A new TrackData object with the sliced values.

Raises:
  • ValueError – If (end - start) is greater than the width, or if (end -

  • start) is not divisible by the resolution.

TrackData.to_protos(*, bytes_per_chunk=0, compression_type=0)[source]#

Serializes TrackData to protobuf messages.

Parameters:
  • bytes_per_chunk (int (default: 0)) – The maximum number of bytes per tensor chunk.

  • compression_type (EnumTypeWrapper (default: 0)) – The compression type to use for the tensor chunks.

Return type:

tuple[TrackData, Sequence[TensorChunk]]

Returns:

A tuple containing the TrackData protobuf message and a sequence of TensorChunk protobuf messages.

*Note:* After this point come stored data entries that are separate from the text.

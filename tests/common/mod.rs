#![allow(dead_code)]

pub mod strategies;

use std::sync::Arc;
use std::time::Duration;

use async_trait::async_trait;
use parking_lot::Mutex;
use tasker_session_queue::config::{DispatcherConfig, QueueRoute};
use tasker_session_queue::constants::transport::MAX_MESSAGE_BODY_BYTES;
use tasker_session_queue::dispatch::{
    DispatchOutcome, Dispatcher, HandlerContext, HandlerError, SessionClosePolicy, TaskHandler,
    TaskHandlerRegistry,
};
use tasker_session_queue::messaging::{ClaimCheck, TaskEnvelope, TaskType};
use tasker_session_queue::session::{RouteTable, SessionLifecycleManager};
use tasker_session_queue::transport::{InMemoryBroker, SessionId};

pub const QUEUE: &str = "orders";

pub fn orders_route() -> QueueRoute {
    QueueRoute::new(QUEUE, "orders_producer", "orders_worker", "task_contract")
}

/// In-memory broker with one routed queue and a producer bound to it
pub struct TestQueue {
    pub broker: InMemoryBroker,
    pub route: QueueRoute,
    pub producer: Arc<SessionLifecycleManager>,
}

impl TestQueue {
    pub fn new() -> Self {
        let route = orders_route();
        let broker = InMemoryBroker::new();
        broker.ensure_route(&route);
        let producer = Arc::new(SessionLifecycleManager::new(
            Arc::new(broker.clone()),
            Arc::new(RouteTable::new([route.clone()])),
            false,
            MAX_MESSAGE_BODY_BYTES,
        ));
        Self {
            broker,
            route,
            producer,
        }
    }

    pub fn dispatcher(
        &self,
        registry: TaskHandlerRegistry,
        close_policy: SessionClosePolicy,
        workers: usize,
    ) -> Arc<Dispatcher> {
        Arc::new(Dispatcher::new(
            Arc::new(self.broker.clone()),
            Arc::new(registry),
            QUEUE,
            close_policy,
            dispatcher_config(workers),
        ))
    }

    pub fn reply_dispatcher(&self) -> Arc<Dispatcher> {
        Arc::new(Dispatcher::for_replies(
            Arc::new(self.broker.clone()),
            self.route.reply_queue(),
            dispatcher_config(1),
        ))
    }
}

pub fn dispatcher_config(workers: usize) -> DispatcherConfig {
    DispatcherConfig {
        enabled: true,
        max_concurrent_workers: workers,
        receive_wait_ms: 20,
        error_backoff_ms: 10,
    }
}

pub fn envelope(type_tag: &str, locator: &str) -> TaskEnvelope {
    TaskEnvelope::for_tag(type_tag, ClaimCheck::new(locator)).unwrap()
}

/// One handler invocation as seen by [`RecordingHandler`]
#[derive(Debug, Clone, PartialEq, Eq)]
pub struct Delivery {
    pub type_tag: String,
    pub locator: String,
    pub session_id: SessionId,
    pub worker_id: usize,
}

/// Records every envelope it handles; optionally fails the first attempts
/// for chosen locators
#[derive(Default)]
pub struct RecordingHandler {
    deliveries: Mutex<Vec<Delivery>>,
    fail_once: Mutex<Vec<String>>,
}

impl RecordingHandler {
    pub fn new() -> Arc<Self> {
        Arc::new(Self::default())
    }

    pub fn failing_once(locators: &[&str]) -> Arc<Self> {
        Arc::new(Self {
            deliveries: Mutex::new(Vec::new()),
            fail_once: Mutex::new(locators.iter().map(|l| l.to_string()).collect()),
        })
    }

    pub fn deliveries(&self) -> Vec<Delivery> {
        self.deliveries.lock().clone()
    }

    pub fn locators(&self) -> Vec<String> {
        self.deliveries.lock().iter().map(|d| d.locator.clone()).collect()
    }

    pub fn count(&self) -> usize {
        self.deliveries.lock().len()
    }
}

#[async_trait]
impl TaskHandler for RecordingHandler {
    async fn handle(
        &self,
        envelope: &TaskEnvelope,
        ctx: &mut HandlerContext<'_>,
    ) -> Result<(), HandlerError> {
        let locator = envelope.payload().locator.clone();
        {
            let mut fail_once = self.fail_once.lock();
            if let Some(pos) = fail_once.iter().position(|l| *l == locator) {
                fail_once.remove(pos);
                return Err(HandlerError::retry(format!("transient failure for {locator}")));
            }
        }
        self.deliveries.lock().push(Delivery {
            type_tag: envelope.type_tag().to_string(),
            locator,
            session_id: ctx.session_id,
            worker_id: ctx.worker_id,
        });
        Ok(())
    }
}

pub fn registry_with(type_tags: &[&str], handler: Arc<RecordingHandler>) -> TaskHandlerRegistry {
    let mut registry = TaskHandlerRegistry::new();
    for tag in type_tags {
        registry.register(TaskType::new(*tag).unwrap(), handler.clone());
    }
    registry
}

/// Run `process_next` on worker 0 until the queue reports idle
pub async fn drain(dispatcher: &Dispatcher) -> Vec<DispatchOutcome> {
    let mut outcomes = Vec::new();
    loop {
        match dispatcher.process_next(0).await {
            Ok(DispatchOutcome::Idle) => return outcomes,
            Ok(outcome) => outcomes.push(outcome),
            Err(e) => panic!("unexpected dispatch error: {e}"),
        }
    }
}

/// Poll `condition` until it holds or `timeout` elapses
pub async fn wait_for(timeout: Duration, mut condition: impl FnMut() -> bool) -> bool {
    let deadline = tokio::time::Instant::now() + timeout;
    while tokio::time::Instant::now() < deadline {
        if condition() {
            return true;
        }
        tokio::time::sleep(Duration::from_millis(5)).await;
    }
    condition()
}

TrackData.upsample(resolution, aggregation_type=AggregationType.SUM)[source]#

Upsamples the track data to a higher resolution by repeating existing values.

Parameters:
  • resolution (int) – The desired resolution in base pairs.

  • aggregation_type (AggregationType (default: <AggregationType.SUM: 'sum'>)) – The aggregation method to use for pooling the values.

Return type:

TrackData

Returns:

A new TrackData object with upsampled values.

Raises:

ValueError – If resolution is not lower than the current resolution or not divisible by the current resolution.